Al 25 aprile, Falco e i suoi, una decina di uomini, decisero di fare della
cartiera di Mignagola un luogo infernale per i fascisti in fuga. Avevano una specie di avamposto: una grande
villa a Breda di Piave, un poco più a nord. Era la villa
Dal Vesco, che aveva già visto l’
assassinio dei tre proprietari, eliminati nel febbraio 1945 per non aver ceduto ai tentativi di estorsione di qualche banda
. Falco prese possesso della villa il 26 aprile e da quel momento l’ avamposto cominciò a funzionare. Qui gli arrestati, militari sbandati e anche molti civili della zona, fascisti o ritenuti tali, venivano picchiati a sangue, processati in modo sommario e avviati quasi tutti alla cartiera. (…) Era a
villa Dal Vesco che cominciavano i
sadismi sui prigionieri.
Lamette conficcate in gola. Obbligo di inghiottire i distintivi metallici strappati alle divise. Spilloni nei genitali. Percosse con i calci dei fucili, bastoni, verghe d’ acciaio. Quelli destinati a morire li trasferivano in camion alla cartiera. Ma qui la morte non arrivava mai in fretta, come una liberazione
. Prima di essere giustiziati, i fascisti dovevano camminare o ballare a piedi nudi su cocci di bottiglia. O erano costretti a riempirsi la bocca di carta che poi veniva incendiata”.

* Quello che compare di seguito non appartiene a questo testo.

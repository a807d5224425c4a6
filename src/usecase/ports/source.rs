use std::any::Any;
use std::collections::BTreeMap;
use std::sync::Arc;

use crate::domain::entities::aggregate::SqlExp;
use crate::domain::entities::field::TypeKind;
use crate::domain::entities::filter::{FilterOption, FilterSpec, FilterValue, FullTextSearch};
use crate::domain::entities::order::{OrderBy, SortDirection};
use crate::domain::entities::value::{Row, Value};
use crate::usecase::ports::cache::CountCache;

#[derive(Debug, Clone, PartialEq, Eq, thiserror::Error)]
pub enum SourceError {
    #[error("unknown table: {0}")]
    UnknownTable(String),
    #[error("unknown field: {0}")]
    UnknownField(String),
    #[error("table {0} has no primary key or unique index")]
    MissingIdentifier(String),
    #[error("invalid aggregate function: {0}")]
    InvalidAggregate(String),
    #[error("{0}")]
    Execution(String),
}

impl SourceError {
    /// Keeps the whole `anyhow` context chain in the message.
    pub fn execution(err: anyhow::Error) -> Self {
        SourceError::Execution(format!("{err:#}"))
    }
}

/// Backend contract behind a data grid.
///
/// One value holds the filter, order and pagination state of a single grid
/// request. Filter problems never fail a call: an invalid filter is dropped
/// and the method reports `false`. Metadata lookups on unknown tables or
/// fields, and backend failures, are returned as errors.
pub trait DataSource: Send + Sync {
    /// Runs the assembled query and returns the current page of rows.
    fn execute(&mut self) -> Result<Vec<Row>, SourceError>;

    /// Total rows matching the current filters, ignoring pagination.
    fn num_results(&mut self) -> Result<u64, SourceError>;

    fn set_num_results(&mut self, total: u64);

    /// Alias to table name for the main table and every join.
    fn table_list(&self) -> BTreeMap<String, String>;

    /// Legal values of an enum or set field, each labelled with itself.
    ///
    /// Other fields yield an empty list; callers fall back to
    /// [`DataSource::distinct_values_for_filters`].
    fn filter_values_for_field(&self, field: &str) -> Result<Vec<FilterOption>, SourceError>;

    fn field_type(&self, field: &str) -> Result<TypeKind, SourceError>;

    fn main_table(&self) -> &str;

    fn build_query_order(
        &mut self,
        field: &str,
        direction: SortDirection,
        reset: bool,
    ) -> Result<(), SourceError>;

    /// Opaque query handle for trusted callers that know the backend type.
    fn select_object(&self) -> &dyn Any;

    /// The highest-priority order entry, if any.
    fn select_order(&self) -> Option<OrderBy>;

    fn distinct_values_for_filters(
        &self,
        field: &str,
        value_field: &str,
        order: Option<&OrderBy>,
    ) -> Result<Vec<FilterOption>, SourceError>;

    /// Evaluates a nested aggregate over the current query plus `filters`.
    fn sql_exp(&self, exp: &SqlExp, filters: &FilterSpec) -> Result<Value, SourceError>;

    /// Adds a filter predicate; returns whether it was applied.
    fn add_filter(&mut self, field: &str, value: &FilterValue) -> bool;

    fn add_full_text_search(&mut self, field: &str, search: &FullTextSearch) -> bool;

    /// Drops every filter and full-text predicate; base conditions stay.
    fn clear_filters(&mut self);

    /// Inserts one record and returns its row id.
    fn insert(&mut self, table: &str, values: &[(String, Value)]) -> Result<i64, SourceError>;

    fn reset_order(&mut self);

    fn set_limit(&mut self, count: u64, offset: u64);

    fn reset_limit(&mut self);

    fn set_cache(&mut self, cache: Arc<dyn CountCache>);

    /// One opaque id per row of the current query, identifier values joined by `separator`.
    fn mass_action_ids(
        &self,
        table: &str,
        fields: &[String],
        separator: &str,
    ) -> Result<Vec<String>, SourceError>;

    fn quote_value(&self, value: &str) -> String;

    fn values_for_filters_from_table(
        &self,
        table: &str,
        field: &str,
        value_field: &str,
        order: Option<&OrderBy>,
    ) -> Result<Vec<FilterOption>, SourceError>;

    fn identifier_columns(&self, table: &str) -> Result<Vec<String>, SourceError>;

    /// Applies every entry of `filters`; returns how many produced a predicate.
    fn apply_filters(&mut self, filters: &FilterSpec) -> usize {
        filters
            .iter()
            .filter(|(field, value)| self.add_filter(field, value))
            .count()
    }
}
use dashmap::DashMap;

use crate::usecase::ports::cache::{CacheError, CountCache};

/// Process-local count cache.
///
/// Nothing is ever evicted: the map holds one entry per distinct query
/// signature until [`InMemoryCountCache::clear`] runs or the value is dropped.
/// Long-lived processes that see many filter combinations should clear it
/// periodically or use [`SqliteCountCache`](crate::SqliteCountCache).
#[derive(Debug, Default)]
pub struct InMemoryCountCache {
    store: DashMap<String, u64>,
}

impl InMemoryCountCache {
    pub fn new() -> Self {
        Self::default()
    }

    pub fn len(&self) -> usize {
        self.store.len()
    }

    pub fn is_empty(&self) -> bool {
        self.store.is_empty()
    }

    pub fn clear(&self) {
        self.store.clear();
    }
}

impl CountCache for InMemoryCountCache {
    fn load(&self, key: &str) -> Result<Option<u64>, CacheError> {
        Ok(self.store.get(key).map(|entry| *entry.value()))
    }

    fn store(&self, key: &str, total: u64) -> Result<(), CacheError> {
        self.store.insert(key.to_string(), total);
        Ok(())
    }
}

#[cfg(test)]
mod tests {
    use super::*;

    #[test]
    fn stores_and_overwrites_counts() {
        let cache = InMemoryCountCache::new();
        assert_eq!(cache.load("a"), Ok(None));

        cache.store("a", 3).expect("store should succeed");
        cache.store("a", 7).expect("store should succeed");

        assert_eq!(cache.load("a"), Ok(Some(7)));
        assert_eq!(cache.len(), 1);

        for key in ["b", "c", "d"] {
            cache.store(key, 1).expect("store should succeed");
        }
        assert_eq!(cache.len(), 4);

        cache.clear();
        assert!(cache.is_empty());
    }
}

Morale. Gli eventi, il caos, l’anarchia che dopo l’8 settembre e anche dopo il 25 aprile hanno sommerso l’Italia sono stati l’alveo favorevole perché si compiessero certi misfatti. Questi atti non ridimensionano, nè sminuiscono l’apporto della lotta partigiana alla Liberazione d’Italia. I crimini di una parte, più o meno piccola, non possono cancellare il sacrificio di tanti che combatterono per la democrazia e la libertà.
Tuttavia proprio in onore di questi ultimi,
in onore dei militari italiani internati nei lager dopo l’8 settembre, in onore dei partigiani di qualsiasi estrazione mossi dall’unico obiettivo della liberazione, in onore di costoro
è necessario ammettere colpe, mancanze, debolezze, misfatti della parte “marcia” della Resistenza. E chi, più delle nuove generazioni, potrebbe lavorare ad una pacificazione nazionale radicata?
I giovani che si sono abbeverati, grazie al sacrificio di tanti, alla sorgente sacra della democrazia possono guardare con maggior serenità, senza sterili pregiudizi ideologici ad una storia condivisa d’Italia. I loro nonni, i loro padri non avrebbero potuto farlo segnati dalle ferite fresche e sanguinanti di una guerra atroce.
Non per riscrivere la storia, ma per farla conoscere in tutte le sue pieghe. Per una comunione davvero profonda di principi e valori. Uniti in nome della libertà, della tolleranza e della giustizia sociale … divisi in merito a differenti visioni del mondo. Anzi, quest’ultime ben vengano: sono il sale della democrazia.